Saved data entries:

++++++++++++++++++++

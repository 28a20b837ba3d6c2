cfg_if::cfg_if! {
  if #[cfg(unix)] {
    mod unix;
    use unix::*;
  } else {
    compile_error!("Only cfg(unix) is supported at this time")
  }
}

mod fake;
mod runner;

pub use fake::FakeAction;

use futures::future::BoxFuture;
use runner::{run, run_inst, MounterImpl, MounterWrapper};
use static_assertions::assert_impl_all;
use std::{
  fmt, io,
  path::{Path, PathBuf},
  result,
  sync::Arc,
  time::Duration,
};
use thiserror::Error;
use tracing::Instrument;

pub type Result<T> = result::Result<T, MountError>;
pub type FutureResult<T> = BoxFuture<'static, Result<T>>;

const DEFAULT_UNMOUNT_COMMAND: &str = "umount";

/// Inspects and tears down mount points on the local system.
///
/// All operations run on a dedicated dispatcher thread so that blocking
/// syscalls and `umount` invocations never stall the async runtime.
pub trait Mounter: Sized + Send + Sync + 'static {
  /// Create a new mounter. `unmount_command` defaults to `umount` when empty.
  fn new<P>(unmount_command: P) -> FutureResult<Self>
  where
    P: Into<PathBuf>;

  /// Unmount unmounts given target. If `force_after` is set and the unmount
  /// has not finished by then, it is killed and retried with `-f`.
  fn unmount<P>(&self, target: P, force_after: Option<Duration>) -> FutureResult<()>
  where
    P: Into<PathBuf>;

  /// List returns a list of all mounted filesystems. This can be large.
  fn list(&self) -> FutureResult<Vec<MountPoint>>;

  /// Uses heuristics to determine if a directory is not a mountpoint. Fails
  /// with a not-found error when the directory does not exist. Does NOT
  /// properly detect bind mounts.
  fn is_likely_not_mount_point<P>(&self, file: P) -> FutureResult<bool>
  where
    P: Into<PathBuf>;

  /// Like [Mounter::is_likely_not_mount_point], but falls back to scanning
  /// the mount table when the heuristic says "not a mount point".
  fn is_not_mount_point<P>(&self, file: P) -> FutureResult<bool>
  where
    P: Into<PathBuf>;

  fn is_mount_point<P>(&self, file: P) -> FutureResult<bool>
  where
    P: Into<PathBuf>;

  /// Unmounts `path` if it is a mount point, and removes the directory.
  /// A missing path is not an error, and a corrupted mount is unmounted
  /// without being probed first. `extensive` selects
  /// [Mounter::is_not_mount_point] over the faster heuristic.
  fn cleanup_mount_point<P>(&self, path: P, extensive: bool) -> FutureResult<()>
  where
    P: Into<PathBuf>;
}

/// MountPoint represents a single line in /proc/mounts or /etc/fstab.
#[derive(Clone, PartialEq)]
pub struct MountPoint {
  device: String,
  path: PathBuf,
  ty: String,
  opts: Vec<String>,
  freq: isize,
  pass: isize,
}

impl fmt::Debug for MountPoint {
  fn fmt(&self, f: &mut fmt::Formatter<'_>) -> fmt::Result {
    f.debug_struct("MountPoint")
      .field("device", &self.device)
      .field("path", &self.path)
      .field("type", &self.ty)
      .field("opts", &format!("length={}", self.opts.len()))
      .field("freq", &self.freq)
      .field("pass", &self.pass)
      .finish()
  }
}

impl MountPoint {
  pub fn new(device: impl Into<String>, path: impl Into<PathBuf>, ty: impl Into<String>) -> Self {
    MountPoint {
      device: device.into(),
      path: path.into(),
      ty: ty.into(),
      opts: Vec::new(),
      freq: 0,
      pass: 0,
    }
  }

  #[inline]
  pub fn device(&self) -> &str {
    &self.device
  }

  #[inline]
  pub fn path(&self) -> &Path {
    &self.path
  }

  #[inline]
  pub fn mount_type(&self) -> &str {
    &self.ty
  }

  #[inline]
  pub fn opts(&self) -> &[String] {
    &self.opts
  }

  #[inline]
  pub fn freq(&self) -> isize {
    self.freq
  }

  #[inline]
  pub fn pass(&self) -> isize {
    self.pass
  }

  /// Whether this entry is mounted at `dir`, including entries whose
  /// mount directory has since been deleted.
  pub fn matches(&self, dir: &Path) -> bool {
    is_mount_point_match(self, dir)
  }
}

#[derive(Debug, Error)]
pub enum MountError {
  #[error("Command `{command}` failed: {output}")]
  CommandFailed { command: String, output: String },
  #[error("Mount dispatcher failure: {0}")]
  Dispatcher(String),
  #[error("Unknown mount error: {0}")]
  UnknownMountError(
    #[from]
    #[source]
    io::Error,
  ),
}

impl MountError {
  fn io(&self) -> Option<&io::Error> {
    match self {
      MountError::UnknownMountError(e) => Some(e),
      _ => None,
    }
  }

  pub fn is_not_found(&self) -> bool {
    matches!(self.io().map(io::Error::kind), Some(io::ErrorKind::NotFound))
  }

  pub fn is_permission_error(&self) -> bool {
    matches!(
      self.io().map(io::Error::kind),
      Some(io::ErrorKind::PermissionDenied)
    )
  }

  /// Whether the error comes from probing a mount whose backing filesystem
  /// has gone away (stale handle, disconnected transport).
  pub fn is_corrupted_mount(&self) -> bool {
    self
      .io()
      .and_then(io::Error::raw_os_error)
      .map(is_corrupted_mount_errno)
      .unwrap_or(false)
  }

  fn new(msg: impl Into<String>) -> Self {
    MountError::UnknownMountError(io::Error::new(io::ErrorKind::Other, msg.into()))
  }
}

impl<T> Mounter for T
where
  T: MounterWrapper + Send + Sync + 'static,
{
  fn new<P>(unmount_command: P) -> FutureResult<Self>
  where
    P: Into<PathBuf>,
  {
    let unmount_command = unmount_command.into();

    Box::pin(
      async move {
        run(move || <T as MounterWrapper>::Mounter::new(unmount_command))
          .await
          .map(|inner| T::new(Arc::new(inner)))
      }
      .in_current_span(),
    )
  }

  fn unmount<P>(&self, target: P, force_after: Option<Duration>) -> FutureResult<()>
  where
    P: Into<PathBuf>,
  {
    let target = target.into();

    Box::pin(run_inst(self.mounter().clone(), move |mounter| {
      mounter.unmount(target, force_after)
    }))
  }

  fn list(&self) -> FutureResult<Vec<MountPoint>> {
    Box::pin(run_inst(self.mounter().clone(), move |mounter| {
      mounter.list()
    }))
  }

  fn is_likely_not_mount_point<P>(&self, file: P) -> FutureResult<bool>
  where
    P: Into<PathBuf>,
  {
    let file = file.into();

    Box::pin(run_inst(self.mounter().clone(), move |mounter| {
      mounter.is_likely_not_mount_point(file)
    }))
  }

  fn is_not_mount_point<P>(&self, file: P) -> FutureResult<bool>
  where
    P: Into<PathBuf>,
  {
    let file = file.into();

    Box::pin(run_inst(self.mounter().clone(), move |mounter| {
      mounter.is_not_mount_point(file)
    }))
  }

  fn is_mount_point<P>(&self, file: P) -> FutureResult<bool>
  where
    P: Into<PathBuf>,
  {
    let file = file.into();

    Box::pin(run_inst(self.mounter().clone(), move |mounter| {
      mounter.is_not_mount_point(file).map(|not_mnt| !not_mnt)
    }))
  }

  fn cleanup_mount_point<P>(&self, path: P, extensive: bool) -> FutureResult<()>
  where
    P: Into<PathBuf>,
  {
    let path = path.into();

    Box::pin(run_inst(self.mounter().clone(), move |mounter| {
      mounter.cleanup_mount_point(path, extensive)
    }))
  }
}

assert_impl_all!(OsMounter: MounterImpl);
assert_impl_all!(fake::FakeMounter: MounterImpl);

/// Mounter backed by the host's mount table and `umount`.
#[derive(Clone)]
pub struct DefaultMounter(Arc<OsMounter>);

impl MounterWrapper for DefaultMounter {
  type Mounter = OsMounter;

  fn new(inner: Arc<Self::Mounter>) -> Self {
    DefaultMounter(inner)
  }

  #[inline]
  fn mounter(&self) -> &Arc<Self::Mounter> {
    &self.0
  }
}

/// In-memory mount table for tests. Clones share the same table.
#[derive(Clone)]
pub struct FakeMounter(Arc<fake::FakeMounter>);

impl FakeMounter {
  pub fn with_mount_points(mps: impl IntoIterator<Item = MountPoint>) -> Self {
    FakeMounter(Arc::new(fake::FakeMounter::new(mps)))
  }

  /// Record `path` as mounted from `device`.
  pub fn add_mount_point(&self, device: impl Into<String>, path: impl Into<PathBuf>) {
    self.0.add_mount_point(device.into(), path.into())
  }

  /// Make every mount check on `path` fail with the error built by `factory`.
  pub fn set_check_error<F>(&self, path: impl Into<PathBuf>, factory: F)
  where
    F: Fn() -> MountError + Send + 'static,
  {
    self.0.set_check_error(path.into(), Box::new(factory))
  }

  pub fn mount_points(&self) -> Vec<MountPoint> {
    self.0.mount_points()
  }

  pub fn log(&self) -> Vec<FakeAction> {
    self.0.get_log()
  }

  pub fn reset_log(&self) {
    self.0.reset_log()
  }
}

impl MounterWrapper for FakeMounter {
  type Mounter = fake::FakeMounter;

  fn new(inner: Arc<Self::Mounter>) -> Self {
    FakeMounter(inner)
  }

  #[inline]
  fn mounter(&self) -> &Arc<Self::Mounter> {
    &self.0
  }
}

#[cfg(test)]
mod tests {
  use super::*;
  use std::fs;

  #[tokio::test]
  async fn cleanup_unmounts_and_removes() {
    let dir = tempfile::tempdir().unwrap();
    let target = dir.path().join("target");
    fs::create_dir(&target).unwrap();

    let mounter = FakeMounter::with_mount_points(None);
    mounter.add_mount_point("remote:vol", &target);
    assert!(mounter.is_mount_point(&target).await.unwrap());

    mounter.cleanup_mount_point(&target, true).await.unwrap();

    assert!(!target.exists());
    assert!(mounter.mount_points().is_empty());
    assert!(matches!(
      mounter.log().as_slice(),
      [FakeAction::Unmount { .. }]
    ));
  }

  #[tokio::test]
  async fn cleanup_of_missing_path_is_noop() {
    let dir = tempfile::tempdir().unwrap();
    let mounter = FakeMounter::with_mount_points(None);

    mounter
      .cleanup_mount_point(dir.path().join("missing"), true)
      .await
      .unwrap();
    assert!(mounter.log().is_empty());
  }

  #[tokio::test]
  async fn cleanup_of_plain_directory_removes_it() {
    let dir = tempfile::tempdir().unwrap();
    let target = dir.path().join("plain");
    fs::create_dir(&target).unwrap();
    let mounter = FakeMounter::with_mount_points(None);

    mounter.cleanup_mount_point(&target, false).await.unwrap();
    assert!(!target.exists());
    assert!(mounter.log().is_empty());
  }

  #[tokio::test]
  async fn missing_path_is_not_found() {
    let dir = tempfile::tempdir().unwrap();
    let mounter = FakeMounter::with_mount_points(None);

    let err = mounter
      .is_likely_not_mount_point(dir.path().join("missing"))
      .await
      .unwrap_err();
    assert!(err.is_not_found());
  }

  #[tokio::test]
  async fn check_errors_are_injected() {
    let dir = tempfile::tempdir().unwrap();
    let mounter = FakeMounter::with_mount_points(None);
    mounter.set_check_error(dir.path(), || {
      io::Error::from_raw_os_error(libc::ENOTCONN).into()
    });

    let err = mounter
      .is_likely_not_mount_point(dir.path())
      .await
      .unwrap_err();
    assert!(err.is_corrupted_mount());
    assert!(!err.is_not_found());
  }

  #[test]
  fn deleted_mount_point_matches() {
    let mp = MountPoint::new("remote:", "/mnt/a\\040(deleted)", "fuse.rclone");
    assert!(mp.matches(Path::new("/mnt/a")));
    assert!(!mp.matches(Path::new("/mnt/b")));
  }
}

++++++++++++++++++++

To do = Collect every line from the records above that contains the word "table".

Completed exercise =
  /// the mount table when the heuristic says "not a mount point".
/// Mounter backed by the host's mount table and `umount`.
/// In-memory mount table for tests. Clones share the same table.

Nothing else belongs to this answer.